Is This the Solution to the Biggest Problem in Football?

As the 2014/15 football season comes to an end, my over-riding memory is of something that needs to be got rid of to improve the sport...

As the 2014/15 football season comes to an end, my over-riding memory is of something that needs to be got rid of to improve the sport...

Hassling the referee.

That's it, that's what needs to be got rid of. It's been going on for years, but the cheating at the highest level has become so endemic that as soon as there's any contact between two players, one of them, or more often than not both of them, will hit the floor and pretend they have a grievous injury.

They're trying to cheat, basically, to con the referee into penalising the opponent.

As part of this process, it's now common for the rest of the team to surround the referee, pleading for him to take action. Of course if it's *their* player that committed the foul, they still surround the ref, this time pleading his innocence and the cheating nature of the player on the floor.

It's complete nonsense. It rarely serves any purpose, and it's ugly. So ugly in fact that it turned me off the game years ago.

This season was just the same, with one example involving Chelsea grabbing the headlines, when John Terry sprinted 30 yards to harangue the ref. He's not sprinted that fast for many seasons!

He got derided so badly for it, that he tried to defend himself by saying he agreed it doesn't look good, but that he had to do it because everyone else does it.

Er, no John, no.

While I think his response makes him sound idiotic (not for the first time), and only sets an example for everyone else right down the football chain to do the same, it could be argued that he does have a point - if the other team is doing it, and your team isn't, aren't you giving them an advantage?

Is any team going to say they are taking the higher ground by putting a stop to it?

If that's the problem then, what's the solution? Could we look to rugby maybe, and have miked up referees and a 10 minute sin bin?

Probably not, and here's why...

In rugby, the referee speaks to the offending player in the presence of the captain, and we can all hear via the microphone. The player is warned fair and square that if he reoffends, or talks back to the ref, he will be in the bin. The player replies 'yes sir,' and gets sent away. Then if he reoffends, the ref sends him to the bin as he said he would.

If you get a player sent to the bin for 10 minutes, the structure of the game means that the difference in player numbers will make a difference, and it normally results in a team losing an average of maybe 10 points.

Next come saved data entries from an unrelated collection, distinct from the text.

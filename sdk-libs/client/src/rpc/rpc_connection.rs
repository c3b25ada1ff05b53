use std::fmt::Debug;

use async_trait::async_trait;
use solana_sdk::{
    account::Account,
    commitment_config::CommitmentConfig,
    hash::Hash,
    instruction::Instruction,
    pubkey::Pubkey,
    signature::{Keypair, Signature},
    transaction::Transaction,
};

use crate::rpc::errors::RpcError;

/// The ledger surface the storefront bootstrap consumes.
///
/// Implemented by [`crate::rpc::SolanaRpcConnection`] for live clusters and
/// by the in-memory ledger of `storefront-program-test` for tests.
#[async_trait]
pub trait RpcConnection: Send + Sync + Debug + 'static {
    fn new<U: ToString>(url: U, commitment_config: Option<CommitmentConfig>) -> Self
    where
        Self: Sized;

    fn get_url(&self) -> String;

    async fn get_account(&self, address: Pubkey) -> Result<Option<Account>, RpcError>;

    async fn get_balance(&self, pubkey: &Pubkey) -> Result<u64, RpcError>;

    async fn get_minimum_balance_for_rent_exemption(
        &self,
        data_len: usize,
    ) -> Result<u64, RpcError>;

    async fn get_latest_blockhash(&mut self) -> Result<Hash, RpcError>;

    /// Requests test funds. Returns as soon as the request is accepted, the
    /// caller confirms the returned signature.
    async fn request_airdrop(&mut self, to: &Pubkey, lamports: u64)
        -> Result<Signature, RpcError>;

    /// Whether `signature` has reached `commitment`. A rejected transaction
    /// surfaces as an error rather than `false`.
    async fn confirm_transaction_with_commitment(
        &self,
        signature: &Signature,
        commitment: CommitmentConfig,
    ) -> Result<bool, RpcError>;

    /// Submits a signed transaction and waits for confirmation.
    async fn process_transaction(&mut self, transaction: Transaction)
        -> Result<Signature, RpcError>;

    async fn create_and_send_transaction<'a>(
        &'a mut self,
        instructions: &'a [Instruction],
        payer: &'a Pubkey,
        signers: &'a [&'a Keypair],
    ) -> Result<Signature, RpcError> {
        let blockhash = self.get_latest_blockhash().await?;
        let mut transaction = Transaction::new_with_payer(instructions, Some(payer));
        transaction
            .try_sign(signers, blockhash)
            .map_err(|e| RpcError::CustomError(format!("Failed to sign transaction: {}", e)))?;
        self.process_transaction(transaction).await
    }
}
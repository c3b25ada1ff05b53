use std::sync::Once;

use tracing_subscriber::{fmt, layer::SubscriberExt, util::SubscriberInitExt, EnvFilter, Layer};

static INIT: Once = Once::new();

/// Installs the stdout subscriber. `RUST_LOG` overrides the `info` default.
pub fn setup_telemetry() {
    INIT.call_once(|| {
        let env_filter =
            EnvFilter::try_from_default_env().unwrap_or_else(|_| EnvFilter::new("info"));

        let stdout_layer = fmt::Layer::new()
            .with_writer(std::io::stdout)
            .with_ansi(true)
            .with_filter(env_filter);

        tracing_subscriber::registry().with(stdout_layer).init();
    });
}
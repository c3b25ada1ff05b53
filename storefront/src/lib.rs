pub mod bootstrap;
pub mod cli;
pub mod config;
pub mod deadline;
pub mod errors;
pub mod metadata;
pub mod minting;
pub mod telemetry;
pub mod token_account;

pub use bootstrap::{BootstrapReport, BootstrapStage, StoreBootstrap};
pub use config::{BootstrapConfig, SalePick, StorefrontConfig, SubmissionStrategy};
pub use deadline::Deadline;
pub use errors::StorefrontError;
pub use minting::{AssetMinter, MintRequest, MintedAsset, TokenMetadataMinter};
pub use token_account::{ProvisionedVault, TokenAccountOwner};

It's not the same in football.

In football, if a team loses a player, they change to a defensive formation, sacrificing an attacking player to build a wall of defenders. Instead of making it easier to score, it often makes it harder for the team with an extra player - the defending team makes no attempt to attack, so the gap created by the extra player never appears.

It destroys any flow in the game, and various stints of 10 minutes of that would not make for a good watch.

When it comes to miking the refs, the problem with that is the swearing. Yes, in time it would stop as the resulting suspensions hit home, but we would all have to put up with a barrage of expletives until the pampered rich boys got the lesson into their heads.

So, the sin bin wouldn't work, in my view. Microphones on refs could work, but would have a horrendous bedding in period. I do think there is something we could take from rugby and apply more to football though - the retrospective punishment.

If a player who isn't the captain, hassles the ref after a clear warning, they should be punished retrospectively, and the club as well. I think that's something that can be done, would make a difference, and would improve the game as a spectacle.

Let's face it though, it's all talk, because any changes like this would need to be agreed by FIFA, the governing body. Apart from doing a good line in chocolate teapots, they are not known for their progressive actions, so I'm not holding my breath.

That's a shame, because it means we already know that next season will be marred by the same old nonsense, the same ugly cheating on the pitch, while other sports like rugby seem to have got it sorted.

Dear FIFA, any chance of some common sense?